Work required ▸ Each line in the records below, from the one that contains "keep their colon." to the one that contains "let (target, toolset)", should be reproduced exactly, the first and last included.

Supplied entries ▸
//! Addressing targets as `build_file:target_name#toolset`.

use std::fmt;

use gypsum_util::path::{dirname, join, normpath};

/// The three parts of a (possibly partial) qualified target name.
#[derive(Debug, Clone, PartialEq, Eq, Hash)]
pub struct QualifiedTarget {
    pub build_file: Option<String>,
    pub target: String,
    pub toolset: Option<String>,
}

impl fmt::Display for QualifiedTarget {
    fn fmt(&self, f: &mut fmt::Formatter<'_>) -> fmt::Result {
        if let Some(build_file) = &self.build_file {
            write!(f, "{build_file}:")?;
        }
        f.write_str(&self.target)?;
        if let Some(toolset) = &self.toolset {
            write!(f, "#{toolset}")?;
        }
        Ok(())
    }
}

/// Split a qualified name into its parts. The build file is split off at the last `:` so that
/// drive-letter paths keep their colon.
///
/// ```
/// use gypsum_resolve::qualified::parse_qualified_target;
/// let q = parse_qualified_target("base/base.gyp:base#host");
/// assert_eq!(q.build_file.as_deref(), Some("base/base.gyp"));
/// assert_eq!(q.target, "base");
/// assert_eq!(q.toolset.as_deref(), Some("host"));
/// ```
pub fn parse_qualified_target(name: &str) -> QualifiedTarget {
    let (build_file, rest) = match name.rsplit_once(':') {
        Some((build_file, rest)) => (Some(build_file.to_string()), rest),
        None => (None, name),
    };
    let (target, toolset) = match rest.rsplit_once('#') {
        Some((target, toolset)) => (target.to_string(), Some(toolset.to_string())),
        None => (rest.to_string(), None),
    };

    QualifiedTarget {
        build_file,
        target,
        toolset,
    }
}

pub fn qualified_target(build_file: &str, target: &str, toolset: Option<&str>) -> String {
    match toolset {
        Some(toolset) if !toolset.is_empty() => format!("{build_file}:{target}#{toolset}"),
        _ => format!("{build_file}:{target}"),
    }
}

/// Resolve a dependency reference written in `build_file`. A build file named by the reference
/// is relative to the directory of `build_file`; a toolset named by the reference overrides
/// `toolset`.
pub fn resolve_target(
    build_file: Option<&str>,
    target: &str,
    toolset: Option<&str>,
) -> QualifiedTarget {
    let parsed = parse_qualified_target(target);

    let build_file = match (parsed.build_file, build_file) {
        (Some(parsed), Some(referrer)) if !parsed.is_empty() => {
            Some(normpath(&join(dirname(referrer), &parsed)))
        }
        (Some(parsed), None) if !parsed.is_empty() => Some(parsed),
        (_, referrer) => referrer.map(String::from),
    };

    QualifiedTarget {
        build_file,
        target: parsed.target,
        toolset: parsed.toolset.or_else(|| toolset.map(String::from)),
    }
}

pub fn build_file(qualified: &str) -> Option<String> {
    parse_qualified_target(qualified).build_file
}

/// Every entry of `qualified_list` whose target name (ignoring file and toolset) is `target`.
pub fn find_qualified_targets<S: AsRef<str>>(target: &str, qualified_list: &[S]) -> Vec<String> {
    qualified_list
        .iter()
        .map(AsRef::as_ref)
        .filter(|q| parse_qualified_target(q).target == target)
        .map(String::from)
        .collect()
}

#[cfg(test)]
mod tests {
    use super::*;
    use pretty_assertions::assert_eq;

    #[test]
    fn parse_partial_names() {
        assert_eq!(
            parse_qualified_target("name"),
            QualifiedTarget {
                build_file: None,
                target: "name".into(),
                toolset: None
            }
        );
        assert_eq!(
            parse_qualified_target("C:/src/a.gyp:t").build_file.as_deref(),
            Some("C:/src/a.gyp")
        );
    }

    #[test]
    fn format_round_trips() {
        let name = qualified_target("a/b.gyp", "t", Some("target"));
        assert_eq!(name, "a/b.gyp:t#target");
        assert_eq!(parse_qualified_target(&name).to_string(), name);
        assert_eq!(qualified_target("a.gyp", "t", None), "a.gyp:t");
    }

    #[test]
    fn resolve_relative_to_referrer() {
        let resolved = resolve_target(Some("src/net/net.gyp"), "../base/base.gyp:base", None);
        assert_eq!(resolved.build_file.as_deref(), Some("src/base/base.gyp"));
        assert_eq!(resolved.target, "base");

        let local = resolve_target(Some("src/net/net.gyp"), "net_unittests#host", Some("target"));
        assert_eq!(local.build_file.as_deref(), Some("src/net/net.gyp"));
        assert_eq!(local.toolset.as_deref(), Some("host"));
    }

    #[test]
    fn find_by_target_name() {
        let list = ["a.gyp:x#target", "b.gyp:y#target", "c.gyp:x#host"];
        assert_eq!(
            find_qualified_targets("x", &list),
            vec!["a.gyp:x#target", "c.gyp:x#host"]
        );
        assert_eq!(build_file("a.gyp:x#target").as_deref(), Some("a.gyp"));
    }
}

Solution to the problem ▸
/// drive-letter paths keep their colon.
///
/// ```
/// use gypsum_resolve::qualified::parse_qualified_target;
/// let q = parse_qualified_target("base/base.gyp:base#host");
/// assert_eq!(q.build_file.as_deref(), Some("base/base.gyp"));
/// assert_eq!(q.target, "base");
/// assert_eq!(q.toolset.as_deref(), Some("host"));
/// ```
pub fn parse_qualified_target(name: &str) -> QualifiedTarget {
    let (build_file, rest) = match name.rsplit_once(':') {
        Some((build_file, rest)) => (Some(build_file.to_string()), rest),
        None => (None, name),
    };
    let (target, toolset) = match rest.rsplit_once('#') {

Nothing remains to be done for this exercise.